DATA FOR PROCESSING =
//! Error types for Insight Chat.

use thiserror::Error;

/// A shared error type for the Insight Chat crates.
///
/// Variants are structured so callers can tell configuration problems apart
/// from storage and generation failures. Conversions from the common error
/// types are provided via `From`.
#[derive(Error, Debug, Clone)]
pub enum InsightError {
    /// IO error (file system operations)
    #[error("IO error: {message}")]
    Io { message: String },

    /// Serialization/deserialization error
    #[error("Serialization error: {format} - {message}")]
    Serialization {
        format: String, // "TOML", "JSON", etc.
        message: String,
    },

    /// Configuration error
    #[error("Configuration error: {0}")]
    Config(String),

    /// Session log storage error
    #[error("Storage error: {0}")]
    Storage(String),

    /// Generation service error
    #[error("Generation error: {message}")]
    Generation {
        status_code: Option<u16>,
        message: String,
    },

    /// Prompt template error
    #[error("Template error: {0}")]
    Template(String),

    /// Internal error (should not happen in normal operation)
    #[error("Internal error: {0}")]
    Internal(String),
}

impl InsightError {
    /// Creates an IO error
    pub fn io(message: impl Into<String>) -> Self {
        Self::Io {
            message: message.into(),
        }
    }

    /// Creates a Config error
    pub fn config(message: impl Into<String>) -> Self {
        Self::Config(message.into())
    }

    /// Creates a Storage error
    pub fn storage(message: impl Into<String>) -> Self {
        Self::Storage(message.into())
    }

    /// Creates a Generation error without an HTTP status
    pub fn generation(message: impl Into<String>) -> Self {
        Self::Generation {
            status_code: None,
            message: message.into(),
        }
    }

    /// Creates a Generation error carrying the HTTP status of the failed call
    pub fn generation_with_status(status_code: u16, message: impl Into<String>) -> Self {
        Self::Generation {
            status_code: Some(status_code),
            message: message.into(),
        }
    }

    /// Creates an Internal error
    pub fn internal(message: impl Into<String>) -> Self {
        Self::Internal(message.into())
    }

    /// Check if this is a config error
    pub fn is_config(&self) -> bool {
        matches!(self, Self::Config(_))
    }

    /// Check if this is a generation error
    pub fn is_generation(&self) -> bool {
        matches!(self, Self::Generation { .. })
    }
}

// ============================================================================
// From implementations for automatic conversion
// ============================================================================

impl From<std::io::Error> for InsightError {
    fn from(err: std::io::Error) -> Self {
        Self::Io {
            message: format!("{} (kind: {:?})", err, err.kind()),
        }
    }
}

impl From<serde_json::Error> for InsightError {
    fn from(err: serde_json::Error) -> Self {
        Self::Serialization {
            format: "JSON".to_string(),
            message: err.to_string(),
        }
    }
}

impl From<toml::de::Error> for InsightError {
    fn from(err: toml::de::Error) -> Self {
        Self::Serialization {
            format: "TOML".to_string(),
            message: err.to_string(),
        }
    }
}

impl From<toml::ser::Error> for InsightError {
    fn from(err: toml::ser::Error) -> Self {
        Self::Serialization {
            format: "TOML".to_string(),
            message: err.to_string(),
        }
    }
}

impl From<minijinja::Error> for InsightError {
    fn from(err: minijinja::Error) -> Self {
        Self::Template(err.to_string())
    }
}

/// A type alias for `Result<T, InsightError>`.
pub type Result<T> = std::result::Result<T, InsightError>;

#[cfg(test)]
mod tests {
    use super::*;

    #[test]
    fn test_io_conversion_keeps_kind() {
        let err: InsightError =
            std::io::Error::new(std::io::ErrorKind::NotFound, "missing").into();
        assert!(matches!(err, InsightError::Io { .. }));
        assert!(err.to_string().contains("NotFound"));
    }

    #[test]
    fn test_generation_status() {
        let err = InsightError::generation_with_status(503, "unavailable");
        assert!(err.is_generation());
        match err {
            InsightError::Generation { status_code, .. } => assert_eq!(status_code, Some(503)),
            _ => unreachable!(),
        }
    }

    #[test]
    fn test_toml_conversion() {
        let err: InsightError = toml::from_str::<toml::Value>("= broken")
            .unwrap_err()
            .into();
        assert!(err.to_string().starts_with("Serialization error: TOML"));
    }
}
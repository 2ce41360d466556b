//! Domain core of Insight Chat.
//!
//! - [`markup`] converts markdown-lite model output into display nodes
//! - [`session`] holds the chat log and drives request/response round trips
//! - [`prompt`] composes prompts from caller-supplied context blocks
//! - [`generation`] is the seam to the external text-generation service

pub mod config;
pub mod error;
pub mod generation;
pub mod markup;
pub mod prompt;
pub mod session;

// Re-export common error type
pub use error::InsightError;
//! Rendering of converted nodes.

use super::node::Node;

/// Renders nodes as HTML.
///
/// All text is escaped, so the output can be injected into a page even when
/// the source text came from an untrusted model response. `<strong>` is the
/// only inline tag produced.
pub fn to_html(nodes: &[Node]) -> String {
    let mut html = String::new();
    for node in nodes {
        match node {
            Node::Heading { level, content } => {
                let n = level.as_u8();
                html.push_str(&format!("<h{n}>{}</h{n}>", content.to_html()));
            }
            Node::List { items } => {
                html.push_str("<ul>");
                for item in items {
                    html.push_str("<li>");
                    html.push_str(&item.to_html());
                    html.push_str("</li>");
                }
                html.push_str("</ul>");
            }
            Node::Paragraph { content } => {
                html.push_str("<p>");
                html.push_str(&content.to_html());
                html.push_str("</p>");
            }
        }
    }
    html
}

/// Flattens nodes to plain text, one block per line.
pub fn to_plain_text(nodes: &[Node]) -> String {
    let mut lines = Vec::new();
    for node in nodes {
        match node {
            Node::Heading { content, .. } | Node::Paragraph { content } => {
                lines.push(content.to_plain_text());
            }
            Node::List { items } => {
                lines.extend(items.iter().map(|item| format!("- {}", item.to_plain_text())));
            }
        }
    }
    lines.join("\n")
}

TASK DETAILS = Count the lines above holding "Creates". Give only the number.

RESPONSE AREA = 6